• **Problem requirements**: All the data beneath this line is to be reproduced exactly.

==== Records for this task

//! Built-in dispatching rules.
//!
//! # Categories
//!
//! - **Time-based**: SPT, WSPT
//! - **Due-date**: EDD
//! - **Priority**: PRIORITY
//!
//! Orders lacking the data a rule needs get `f64::MAX` (dispatched last).
//!
//! # Score Convention
//! All rules return lower scores for higher priority orders.
//!
//! # References
//! - Pinedo (2016), "Scheduling: Theory, Algorithms, and Systems", Ch. 4

use super::{DispatchingRule, Observation, OrderView, RuleScore};

/// WSPT weight: priorities below zero count as zero.
fn weight(order: &OrderView) -> f64 {
    f64::from(order.priority.max(0)) + 1.0
}

// ======================== Time-based rules ========================

/// Shortest Processing Time.
///
/// Minimizes mean flow time and WIP.
///
/// # Reference
/// Smith (1956), optimal for minimizing mean flow time on single machine.
#[derive(Debug, Clone, Copy)]
pub struct Spt;

impl DispatchingRule for Spt {
    fn name(&self) -> &'static str {
        "SPT"
    }

    fn evaluate(&self, order: &OrderView, _observation: &Observation) -> RuleScore {
        order
            .processing_minutes
            .map(|p| p as f64)
            .unwrap_or(f64::MAX)
    }

    fn description(&self) -> &'static str {
        "Shortest Processing Time"
    }
}

/// Weighted Shortest Processing Time.
///
/// Prioritizes by the ratio of weight to processing time, with
/// `weight = max(priority, 0) + 1`.
///
/// # Reference
/// Smith (1956), optimal for minimizing weighted mean flow time.
#[derive(Debug, Clone, Copy)]
pub struct Wspt;

impl DispatchingRule for Wspt {
    fn name(&self) -> &'static str {
        "WSPT"
    }

    fn evaluate(&self, order: &OrderView, _observation: &Observation) -> RuleScore {
        match order.processing_minutes {
            Some(p) if p > 0 => -(weight(order) / p as f64),
            // zero-length work goes first
            Some(_) => f64::MIN,
            None => f64::MAX,
        }
    }

    fn description(&self) -> &'static str {
        "Weighted Shortest Processing Time"
    }
}

// ======================== Due-date rules ========================

/// Earliest Due Date.
///
/// # Reference
/// Jackson (1955), optimal for minimizing maximum lateness on single machine.
#[derive(Debug, Clone, Copy)]
pub struct Edd;

impl DispatchingRule for Edd {
    fn name(&self) -> &'static str {
        "EDD"
    }

    fn evaluate(&self, order: &OrderView, _observation: &Observation) -> RuleScore {
        order.due_minutes.map(|d| d as f64).unwrap_or(f64::MAX)
    }

    fn description(&self) -> &'static str {
        "Earliest Due Date"
    }
}

// ======================== Priority-based rule ========================

/// Simple priority rule.
///
/// Higher `priority` is dispatched first (negated score).
#[derive(Debug, Clone, Copy)]
pub struct Priority;

impl DispatchingRule for Priority {
    fn name(&self) -> &'static str {
        "PRIORITY"
    }

    fn evaluate(&self, order: &OrderView, _observation: &Observation) -> RuleScore {
        -f64::from(order.priority)
    }

    fn description(&self) -> &'static str {
        "Order Priority"
    }
}

#[cfg(test)]
mod tests {
    use super::*;
    use crate::dispatching::observation::tests::{machine, order};

    fn ctx_at(time: i64, orders: Vec<OrderView>) -> Observation {
        let mask = vec![true; orders.len()];
        Observation::new(orders, vec![machine("M1", time)], mask, 0)
    }

    fn eval<R: DispatchingRule>(rule: &R, o: &OrderView, obs: &Observation) -> f64 {
        rule.evaluate(o, obs)
    }

    #[test]
    fn test_spt() {
        let short = order("short", 10, 100, 0);
        let long = order("long", 50, 100, 0);
        let ctx = ctx_at(0, vec![short.clone(), long.clone()]);
        assert!(eval(&Spt, &short, &ctx) < eval(&Spt, &long, &ctx));
    }

    #[test]
    fn test_wspt() {
        // important + short beats unimportant + long
        let important_short = order("is", 10, 100, 5);
        let unimportant_long = order("ul", 50, 100, 0);
        let ctx = ctx_at(0, vec![important_short.clone(), unimportant_long.clone()]);
        assert!(eval(&Wspt, &important_short, &ctx) < eval(&Wspt, &unimportant_long, &ctx));
    }

    #[test]
    fn test_wspt_negative_priority_clamped() {
        let a = order("a", 10, 100, -5);
        let b = order("b", 10, 100, 0);
        let ctx = ctx_at(0, vec![a.clone(), b.clone()]);
        assert!((eval(&Wspt, &a, &ctx) - eval(&Wspt, &b, &ctx)).abs() < 1e-10);
    }

    #[test]
    fn test_edd() {
        let early = order("early", 10, 100, 0);
        let late = order("late", 10, 500, 0);
        let mut none = order("none", 10, 0, 0);
        none.due_minutes = None;
        let ctx = ctx_at(0, vec![early.clone(), late.clone(), none.clone()]);
        assert!(eval(&Edd, &early, &ctx) < eval(&Edd, &late, &ctx));
        assert!(eval(&Edd, &late, &ctx) < eval(&Edd, &none, &ctx));
    }

    #[test]
    fn test_priority() {
        let high = order("high", 10, 100, 100);
        let low = order("low", 10, 100, 1);
        let ctx = ctx_at(0, vec![high.clone(), low.clone()]);
        assert!(eval(&Priority, &high, &ctx) < eval(&Priority, &low, &ctx));
    }

    #[test]
    fn test_missing_processing_goes_last() {
        let mut missing = order("missing", 10, 100, 0);
        missing.processing_minutes = None;
        let ctx = ctx_at(0, vec![missing.clone()]);
        assert_eq!(eval(&Spt, &missing, &ctx), f64::MAX);
        assert_eq!(eval(&Wspt, &missing, &ctx), f64::MAX);
    }
}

========

• **Response to the task**:
//! Built-in dispatching rules.
//!
//! # Categories
//!
//! - **Time-based**: SPT, WSPT
//! - **Due-date**: EDD
//! - **Priority**: PRIORITY
//!
//! Orders lacking the data a rule needs get `f64::MAX` (dispatched last).
//!
//! # Score Convention
//! All rules return lower scores for higher priority orders.
//!
//! # References
//! - Pinedo (2016), "Scheduling: Theory, Algorithms, and Systems", Ch. 4

use super::{DispatchingRule, Observation, OrderView, RuleScore};

/// WSPT weight: priorities below zero count as zero.
fn weight(order: &OrderView) -> f64 {
    f64::from(order.priority.max(0)) + 1.0
}

// ======================== Time-based rules ========================

/// Shortest Processing Time.
///
/// Minimizes mean flow time and WIP.
///
/// # Reference
/// Smith (1956), optimal for minimizing mean flow time on single machine.
#[derive(Debug, Clone, Copy)]
pub struct Spt;

impl DispatchingRule for Spt {
    fn name(&self) -> &'static str {
        "SPT"
    }

    fn evaluate(&self, order: &OrderView, _observation: &Observation) -> RuleScore {
        order
            .processing_minutes
            .map(|p| p as f64)
            .unwrap_or(f64::MAX)
    }

    fn description(&self) -> &'static str {
        "Shortest Processing Time"
    }
}

/// Weighted Shortest Processing Time.
///
/// Prioritizes by the ratio of weight to processing time, with
/// `weight = max(priority, 0) + 1`.
///
/// # Reference
/// Smith (1956), optimal for minimizing weighted mean flow time.
#[derive(Debug, Clone, Copy)]
pub struct Wspt;

impl DispatchingRule for Wspt {
    fn name(&self) -> &'static str {
        "WSPT"
    }

    fn evaluate(&self, order: &OrderView, _observation: &Observation) -> RuleScore {
        match order.processing_minutes {
            Some(p) if p > 0 => -(weight(order) / p as f64),
            // zero-length work goes first
            Some(_) => f64::MIN,
            None => f64::MAX,
        }
    }

    fn description(&self) -> &'static str {
        "Weighted Shortest Processing Time"
    }
}

// ======================== Due-date rules ========================

/// Earliest Due Date.
///
/// # Reference
/// Jackson (1955), optimal for minimizing maximum lateness on single machine.
#[derive(Debug, Clone, Copy)]
pub struct Edd;

impl DispatchingRule for Edd {
    fn name(&self) -> &'static str {
        "EDD"
    }

    fn evaluate(&self, order: &OrderView, _observation: &Observation) -> RuleScore {
        order.due_minutes.map(|d| d as f64).unwrap_or(f64::MAX)
    }

    fn description(&self) -> &'static str {
        "Earliest Due Date"
    }
}

// ======================== Priority-based rule ========================

/// Simple priority rule.
///
/// Higher `priority` is dispatched first (negated score).
#[derive(Debug, Clone, Copy)]
pub struct Priority;

impl DispatchingRule for Priority {
    fn name(&self) -> &'static str {
        "PRIORITY"
    }

    fn evaluate(&self, order: &OrderView, _observation: &Observation) -> RuleScore {
        -f64::from(order.priority)
    }

    fn description(&self) -> &'static str {
        "Order Priority"
    }
}

#[cfg(test)]
mod tests {
    use super::*;
    use crate::dispatching::observation::tests::{machine, order};

    fn ctx_at(time: i64, orders: Vec<OrderView>) -> Observation {
        let mask = vec![true; orders.len()];
        Observation::new(orders, vec![machine("M1", time)], mask, 0)
    }

    fn eval<R: DispatchingRule>(rule: &R, o: &OrderView, obs: &Observation) -> f64 {
        rule.evaluate(o, obs)
    }

    #[test]
    fn test_spt() {
        let short = order("short", 10, 100, 0);
        let long = order("long", 50, 100, 0);
        let ctx = ctx_at(0, vec![short.clone(), long.clone()]);
        assert!(eval(&Spt, &short, &ctx) < eval(&Spt, &long, &ctx));
    }

    #[test]
    fn test_wspt() {
        // important + short beats unimportant + long
        let important_short = order("is", 10, 100, 5);
        let unimportant_long = order("ul", 50, 100, 0);
        let ctx = ctx_at(0, vec![important_short.clone(), unimportant_long.clone()]);
        assert!(eval(&Wspt, &important_short, &ctx) < eval(&Wspt, &unimportant_long, &ctx));
    }

    #[test]
    fn test_wspt_negative_priority_clamped() {
        let a = order("a", 10, 100, -5);
        let b = order("b", 10, 100, 0);
        let ctx = ctx_at(0, vec![a.clone(), b.clone()]);
        assert!((eval(&Wspt, &a, &ctx) - eval(&Wspt, &b, &ctx)).abs() < 1e-10);
    }

    #[test]
    fn test_edd() {
        let early = order("early", 10, 100, 0);
        let late = order("late", 10, 500, 0);
        let mut none = order("none", 10, 0, 0);
        none.due_minutes = None;
        let ctx = ctx_at(0, vec![early.clone(), late.clone(), none.clone()]);
        assert!(eval(&Edd, &early, &ctx) < eval(&Edd, &late, &ctx));
        assert!(eval(&Edd, &late, &ctx) < eval(&Edd, &none, &ctx));
    }

    #[test]
    fn test_priority() {
        let high = order("high", 10, 100, 100);
        let low = order("low", 10, 100, 1);
        let ctx = ctx_at(0, vec![high.clone(), low.clone()]);
        assert!(eval(&Priority, &high, &ctx) < eval(&Priority, &low, &ctx));
    }

    #[test]
    fn test_missing_processing_goes_last() {
        let mut missing = order("missing", 10, 100, 0);
        missing.processing_minutes = None;
        let ctx = ctx_at(0, vec![missing.clone()]);
        assert_eq!(eval(&Spt, &missing, &ctx), f64::MAX);
        assert_eq!(eval(&Wspt, &missing, &ctx), f64::MAX);
    }
}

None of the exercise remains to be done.